* **What is required**: Pull out each line of the data that includes the word "InternalInconsistency".

(Stored data)
▬▬▬▬▬▬
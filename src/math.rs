//! Geometric predicates and measures used by the triangulation.
//!
//! All functions evaluate plain floating point expressions in the coordinate type `S`.
//! Results for nearly degenerate configurations therefore depend on the chosen precision.
//! See [ExactKernel](crate::ExactKernel) for adaptive precision alternatives of the two
//! predicates the triangulation relies on.

use crate::{Circle, CoordinateNum, Orientation, Point2, TriangulationError};

/// Returns the cross product of the vectors `p1 -> p2` and `p2 -> p3`.
///
/// The result is positive if the points make a counterclockwise turn, negative for a
/// clockwise turn and zero if they are collinear. Its magnitude equals twice the area of
/// the triangle spanned by the three points.
///
/// # Example
/// ```
/// use bowyer::{math::cross_product, Point2};
///
/// let origin = Point2::new(0.0, 0.0);
/// assert!(cross_product(origin, Point2::new(1.0, 0.0), Point2::new(1.0, 1.0)) > 0.0);
/// assert!(cross_product(origin, Point2::new(1.0, 1.0), Point2::new(1.0, 0.0)) < 0.0);
/// ```
pub fn cross_product<S: CoordinateNum>(p1: Point2<S>, p2: Point2<S>, p3: Point2<S>) -> S {
    let first = p2.sub(p1);
    let second = p3.sub(p2);
    first.x * second.y - first.y * second.x
}

/// Returns `true` if the three points are exactly collinear.
///
/// The test compares the cross product with zero without any tolerance.
pub fn is_flat_angle<S: CoordinateNum>(p1: Point2<S>, p2: Point2<S>, p3: Point2<S>) -> bool {
    cross_product(p1, p2, p3) == S::zero()
}

/// Returns the turn direction of three points.
pub fn orientation<S: CoordinateNum>(p1: Point2<S>, p2: Point2<S>, p3: Point2<S>) -> Orientation {
    Orientation::from_signed_area(cross_product(p1, p2, p3).into())
}

/// Returns four times the area of a triangle with the given side lengths.
///
/// Evaluates `sqrt((a+b+c)(a+b-c)(a-b+c)(-a+b+c))`. The factors are rearranged after sorting
/// the side lengths, which keeps the product accurate for needle shaped triangles.
///
/// Side lengths violating the triangle inequality yield
/// [TriangulationError::InternalInconsistency].
pub fn quat_cross<S: CoordinateNum>(a: S, b: S, c: S) -> Result<S, TriangulationError> {
    let mut sides = [a, b, c];
    sides.sort_unstable_by(|l, r| r.partial_cmp(l).unwrap_or(core::cmp::Ordering::Equal));
    let [a, b, c] = sides;

    let radicand = (a + (b + c)) * (c - (a - b)) * (c + (a - b)) * (a + (b - c));
    if radicand.is_nan() || radicand < S::zero() {
        return Err(TriangulationError::inconsistency(
            "side lengths violate the triangle inequality",
        ));
    }
    Ok(radicand.sqrt())
}

/// Returns the center of the circle passing through all three positions.
///
/// Collinear positions result in [TriangulationError::InternalInconsistency], triangles
/// are expected to reject them upon construction.
pub fn circumcenter<S: CoordinateNum>(
    positions: [Point2<S>; 3],
) -> Result<Point2<S>, TriangulationError> {
    let [v0, v1, v2] = positions;
    let b = v1.sub(v0);
    let c = v2.sub(v0);

    let one = S::one();
    let two = one + one;
    let d = two * (b.x * c.y - c.x * b.y);
    if d == S::zero() {
        return Err(TriangulationError::inconsistency(
            "circumcenter of a flat triangle requested",
        ));
    }
    let len_b = b.dot(b);
    let len_c = c.dot(c);
    let d_inv: S = one / d;

    let x = (len_b * c.y - len_c * b.y) * d_inv;
    let y = (-len_b * c.x + len_c * b.x) * d_inv;
    Ok(Point2::new(x, y).add(v0))
}

fn side_lengths<S: CoordinateNum>(positions: [Point2<S>; 3]) -> [S; 3] {
    let [v0, v1, v2] = positions;
    [v0.distance(v1), v1.distance(v2), v2.distance(v0)]
}

/// Returns the radius of the circle passing through all three positions.
pub fn circumradius<S: CoordinateNum>(positions: [Point2<S>; 3]) -> Result<S, TriangulationError> {
    let [a, b, c] = side_lengths(positions);
    let four_times_area = quat_cross(a, b, c)?;
    if four_times_area == S::zero() {
        return Err(TriangulationError::inconsistency(
            "circumradius of a flat triangle requested",
        ));
    }
    Ok(a * b * c / four_times_area)
}

/// Returns the circle passing through all three positions.
pub fn circumcircle<S: CoordinateNum>(
    positions: [Point2<S>; 3],
) -> Result<Circle<S>, TriangulationError> {
    Ok(Circle::new(
        circumcenter(positions)?,
        circumradius(positions)?,
    ))
}

/// Returns the (unsigned) area of a triangle.
pub fn triangle_area<S: CoordinateNum>(
    positions: [Point2<S>; 3],
) -> Result<S, TriangulationError> {
    let [a, b, c] = side_lengths(positions);
    let quarter: S = 0.25f32.into();
    Ok(quat_cross(a, b, c)? * quarter)
}

/// Returns `true` if `point` lies inside or on the circle around `center` with `radius`.
pub fn is_in_circle<S: CoordinateNum>(point: Point2<S>, center: Point2<S>, radius: S) -> bool {
    point.is_in_circle(center, radius)
}
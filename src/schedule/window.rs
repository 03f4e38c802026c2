use crate::schedule::model::{Schedule, Window};

/// Truncates the schedule to what `window` allows.
pub fn apply_window(mut schedule: Schedule, window: Window) -> Schedule {
    if let Some(limit) = window.day_limit() {
        schedule.truncate(limit);
    }
    schedule
}

/// Empties the whole schedule when its first day has no events.
///
/// Only the first day is inspected, even when later days still have events.
/// The widget path uses this to avoid rendering a header with nothing under it.
pub fn suppress_if_first_day_empty(schedule: Schedule) -> Schedule {
    match schedule.first() {
        Some(first) if first.events.is_empty() => Vec::new(),
        _ => schedule,
    }
}

#[cfg(test)]
mod tests {
    use super::*;
    use crate::schedule::model::{AnimeEvent, ScheduleDay};
    use pretty_assertions::assert_eq;

    fn day(label: &str, titles: &[&str]) -> ScheduleDay {
        ScheduleDay {
            label: label.into(),
            events: titles
                .iter()
                .map(|title| AnimeEvent {
                    title: title.to_string(),
                    episode_label: "EP2".into(),
                    time_label: "9:30 PM".into(),
                    timestamp: 1_760_000_000,
                    image_url: "https://img.test/x.jpg".into(),
                })
                .collect(),
        }
    }

    #[test]
    fn first_day_window_keeps_one_day() {
        let schedule = vec![day("Mon", &["A"]), day("Tue", &["B"])];
        let windowed = apply_window(schedule, Window::from_full_flag(false));
        assert_eq!(windowed, vec![day("Mon", &["A"])]);
    }

    #[test]
    fn full_window_keeps_everything() {
        let schedule = vec![day("Mon", &["A"]), day("Tue", &["B"])];
        assert_eq!(apply_window(schedule.clone(), Window::Full), schedule);
        assert!(apply_window(Vec::new(), Window::FirstDay).is_empty());
    }

    #[test]
    fn empty_first_day_discards_later_days() {
        let schedule = vec![day("Mon", &[]), day("Tue", &["X"])];
        assert!(suppress_if_first_day_empty(schedule).is_empty());
    }

    #[test]
    fn non_empty_first_day_is_untouched() {
        let schedule = vec![day("Mon", &["A"]), day("Tue", &[])];
        assert_eq!(suppress_if_first_day_empty(schedule.clone()), schedule);
        assert!(suppress_if_first_day_empty(Vec::new()).is_empty());
    }
}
▬▬▬▬▬▬
* **Response box**:
/// [TriangulationError::InternalInconsistency].
/// Collinear positions result in [TriangulationError::InternalInconsistency], triangles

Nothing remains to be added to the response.